* Data provided *
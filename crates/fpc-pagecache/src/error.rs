use fpc_storage::StorageError;

/// Errors from page cache operations.
#[derive(Debug, thiserror::Error)]
pub enum PageCacheError {
    #[error("Invalid URL {url}: {source}")]
    InvalidUrl {
        url: String,
        #[source]
        source: url::ParseError,
    },

    /// The referrer normalizes to the entry's own URL.
    #[error("Page {0} cannot be its own referrer")]
    SelfReferral(String),

    #[error(transparent)]
    Storage(#[from] StorageError),

    #[error("Compression failed: {0}")]
    Compress(#[from] std::io::Error),
}
//! `fpc health` subcommand group.

use clap::Subcommand;
use fpc_backlog::HealthStatus;

use crate::context::{Context, GlobalArgs};
use crate::error::CliError;
use crate::output::Output;

/// Health commands.
#[derive(Subcommand)]
pub(crate) enum HealthCommand {
    /// Print the stored health status.
    Show,
    /// Probe the service and store the outcome.
    Check,
}

impl HealthCommand {
    pub(crate) fn execute(self, global: &GlobalArgs) -> Result<(), CliError> {
        let output = Output::new();
        let context = Context::load(global)?;
        let status = match self {
            Self::Show => context.health().status(),
            Self::Check => context.site_cache()?.check_health_status()?,
        };
        print_status(&output, status);
        Ok(())
    }
}

fn print_status(output: &Output, status: HealthStatus) {
    let message = format!("Service status: {status}");
    if status == HealthStatus::Healthy {
        output.success(&message);
    } else {
        output.warning(&message);
    }
}
use std::collections::BTreeMap;

use fpc_config::{ConfigError, Wildcard};

use crate::md5_hex;

const GEO_COOKIE_PREFIX: &str = "nitro_geot_";
const COOKIE_HASH_LEN: usize = 16;

/// Request state that takes part in the cache file name.
#[derive(Debug, Clone, Default, PartialEq, Eq)]
pub struct KeyContext {
    /// Request cookies by name.
    pub cookies: BTreeMap<String, String>,
    /// `PageCache.SupportedCookies` patterns.
    pub supported_cookies: Vec<String>,
    /// Allowed values per geo component. A `nitro_geot_<component>` cookie
    /// with any other value is keyed as the first allowed value.
    pub geo_variations: BTreeMap<String, Vec<String>>,
    /// Joined with `-` in front of the file name.
    pub custom_prefixes: Vec<String>,
}

fn compile_all(
    patterns: &[String],
    compile: fn(&str) -> Result<Wildcard, ConfigError>,
) -> Vec<Wildcard> {
    patterns
        .iter()
        .filter_map(|p| match compile(p) {
            Ok(w) => Some(w),
            Err(e) => {
                tracing::warn!(pattern = %p, error = %e, "Skipping invalid cookie pattern");
                None
            }
        })
        .collect()
}

impl KeyContext {
    /// Cookies whose whole name matches a supported pattern.
    #[must_use]
    pub fn supported(&self) -> BTreeMap<String, String> {
        let patterns = compile_all(&self.supported_cookies, Wildcard::new);
        self.cookies
            .iter()
            .filter(|(name, _)| patterns.iter().any(|w| w.is_match(name)))
            .map(|(n, v)| (n.clone(), v.clone()))
            .collect()
    }

    /// First 16 hex chars of the MD5 of the canonical `name=value;` string.
    ///
    /// Supported cookies are visited by name. Each one contributes a pair for
    /// every supported pattern found anywhere in its name.
    #[must_use]
    pub fn cookie_fingerprint(&self) -> String {
        let contained = compile_all(&self.supported_cookies, Wildcard::unanchored);
        let mut canonical = String::new();
        for (name, value) in &self.supported() {
            let value = self.geo_value(name, value);
            for _ in contained.iter().filter(|w| w.is_match(name)) {
                canonical.push_str(name);
                canonical.push('=');
                canonical.push_str(value);
                canonical.push(';');
            }
        }
        let mut hash = md5_hex(canonical);
        hash.truncate(COOKIE_HASH_LEN);
        hash
    }

    #[must_use]
    pub fn custom_prefix(&self) -> String {
        self.custom_prefixes.join("-")
    }

    fn geo_value<'a>(&'a self, name: &str, value: &'a str) -> &'a str {
        name.strip_prefix(GEO_COOKIE_PREFIX)
            .and_then(|component| self.geo_variations.get(component))
            .filter(|variations| !variations.iter().any(|v| v == value))
            .and_then(|variations| variations.first())
            .map_or(value, String::as_str)
    }
}

/// The parts of a cache file name, in file name order.
#[derive(Debug, Clone, PartialEq, Eq)]
pub struct CacheKey {
    custom_prefix: String,
    ajax_hash: Option<String>,
    ssl: bool,
    cookie_hash: String,
}

impl CacheKey {
    /// Key for the normalized `url`.
    ///
    /// `ajax_fragment` marks an AJAX response stored beside its referring
    /// page; the file name then carries the hash of its own URL.
    #[must_use]
    pub fn derive(url: &str, ajax_fragment: bool, context: &KeyContext) -> Self {
        Self {
            custom_prefix: context.custom_prefix(),
            ajax_hash: ajax_fragment.then(|| md5_hex(url)),
            ssl: url.starts_with("https://"),
            cookie_hash: context.cookie_fingerprint(),
        }
    }

    #[must_use]
    pub fn cookie_hash(&self) -> &str {
        &self.cookie_hash
    }

    #[must_use]
    pub fn is_ssl(&self) -> bool {
        self.ssl
    }

    /// `[custom-][ajax-<hash>-][ssl-]<cookie hash>.html`
    #[must_use]
    pub fn file_name(&self) -> String {
        let mut name = String::new();
        if !self.custom_prefix.is_empty() {
            name.push_str(&self.custom_prefix);
            name.push('-');
        }
        if let Some(hash) = &self.ajax_hash {
            name.push_str("ajax-");
            name.push_str(hash);
            name.push('-');
        }
        if self.ssl {
            name.push_str("ssl-");
        }
        name.push_str(&self.cookie_hash);
        name.push_str(".html");
        name
    }
}

#[cfg(test)]
mod tests {
    use super::*;
    use pretty_assertions::assert_eq;

    fn context(cookies: &[(&str, &str)], supported: &[&str]) -> KeyContext {
        KeyContext {
            cookies: cookies
                .iter()
                .map(|(n, v)| ((*n).to_owned(), (*v).to_owned()))
                .collect(),
            supported_cookies: supported.iter().map(|s| (*s).to_owned()).collect(),
            ..KeyContext::default()
        }
    }

    fn hash16(canonical: &str) -> String {
        md5_hex(canonical)[..16].to_owned()
    }

    #[test]
    fn test_fingerprint_uses_supported_cookies_only() {
        let ctx = context(&[("session", "abc"), ("wp-lang", "en")], &["wp-lang*"]);

        assert_eq!(ctx.cookie_fingerprint(), hash16("wp-lang=en;"));
    }

    #[test]
    fn test_fingerprint_without_cookies() {
        let ctx = context(&[], &["wp-lang*"]);

        assert_eq!(ctx.cookie_fingerprint(), hash16(""));
    }

    #[test]
    fn test_fingerprint_sorted_by_name() {
        let a = context(&[("b", "2"), ("a", "1")], &["*"]);

        assert_eq!(a.cookie_fingerprint(), hash16("a=1;b=2;"));
    }

    #[test]
    fn test_cookie_counted_once_per_matching_pattern() {
        let ctx = context(&[("wp-lang", "en")], &["wp-*", "lang"]);

        assert_eq!(ctx.cookie_fingerprint(), hash16("wp-lang=en;wp-lang=en;"));
    }

    #[test]
    fn test_geo_cookie_outside_variations_uses_first() {
        let mut ctx = context(
            &[("nitro_geot_country", "FR"), ("nitro_geot_city", "Paris")],
            &["nitro_geot_*"],
        );
        ctx.geo_variations
            .insert("country".to_owned(), vec!["US".to_owned(), "DE".to_owned()]);

        assert_eq!(
            ctx.cookie_fingerprint(),
            hash16("nitro_geot_city=Paris;nitro_geot_country=US;")
        );

        ctx.cookies
            .insert("nitro_geot_country".to_owned(), "DE".to_owned());
        assert_eq!(
            ctx.cookie_fingerprint(),
            hash16("nitro_geot_city=Paris;nitro_geot_country=DE;")
        );
    }

    #[test]
    fn test_file_name_segment_order() {
        let mut ctx = context(&[], &[]);
        ctx.custom_prefixes = vec!["amp".to_owned(), "v2".to_owned()];
        let url = "https://example.com/wp-json/cart";

        let key = CacheKey::derive(url, true, &ctx);

        assert_eq!(
            key.file_name(),
            format!("amp-v2-ajax-{}-ssl-{}.html", md5_hex(url), hash16(""))
        );
    }

    #[test]
    fn test_plain_http_page() {
        let key = CacheKey::derive("http://example.com/", false, &KeyContext::default());

        assert!(!key.is_ssl());
        assert_eq!(key.file_name(), format!("{}.html", hash16("")));
    }

    #[test]
    fn test_distinct_cookies_give_distinct_keys() {
        let en = context(&[("wp-lang", "en")], &["wp-lang"]);
        let de = context(&[("wp-lang", "de")], &["wp-lang"]);
        let url = "https://example.com/";

        assert_ne!(
            CacheKey::derive(url, false, &en).file_name(),
            CacheKey::derive(url, false, &de).file_name()
        );
        assert_eq!(
            CacheKey::derive(url, false, &en),
            CacheKey::derive(url, false, &en)
        );
    }
}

* Prompt *
Repeat, word for word, the lines from the opening of the material through the line containing "if status == HealthStatus::Healthy".

* Solution to this problem *
filename crates/fpc-pagecache/src/error.rs
use fpc_storage::StorageError;

/// Errors from page cache operations.
#[derive(Debug, thiserror::Error)]
pub enum PageCacheError {
    #[error("Invalid URL {url}: {source}")]
    InvalidUrl {
        url: String,
        #[source]
        source: url::ParseError,
    },

    /// The referrer normalizes to the entry's own URL.
    #[error("Page {0} cannot be its own referrer")]
    SelfReferral(String),

    #[error(transparent)]
    Storage(#[from] StorageError),

    #[error("Compression failed: {0}")]
    Compress(#[from] std::io::Error),
}
//! `fpc health` subcommand group.

use clap::Subcommand;
use fpc_backlog::HealthStatus;

use crate::context::{Context, GlobalArgs};
use crate::error::CliError;
use crate::output::Output;

/// Health commands.
#[derive(Subcommand)]
pub(crate) enum HealthCommand {
    /// Print the stored health status.
    Show,
    /// Probe the service and store the outcome.
    Check,
}

impl HealthCommand {
    pub(crate) fn execute(self, global: &GlobalArgs) -> Result<(), CliError> {
        let output = Output::new();
        let context = Context::load(global)?;
        let status = match self {
            Self::Show => context.health().status(),
            Self::Check => context.site_cache()?.check_health_status()?,
        };
        print_status(&output, status);
        Ok(())
    }
}

fn print_status(output: &Output, status: HealthStatus) {
    let message = format!("Service status: {status}");
    if status == HealthStatus::Healthy {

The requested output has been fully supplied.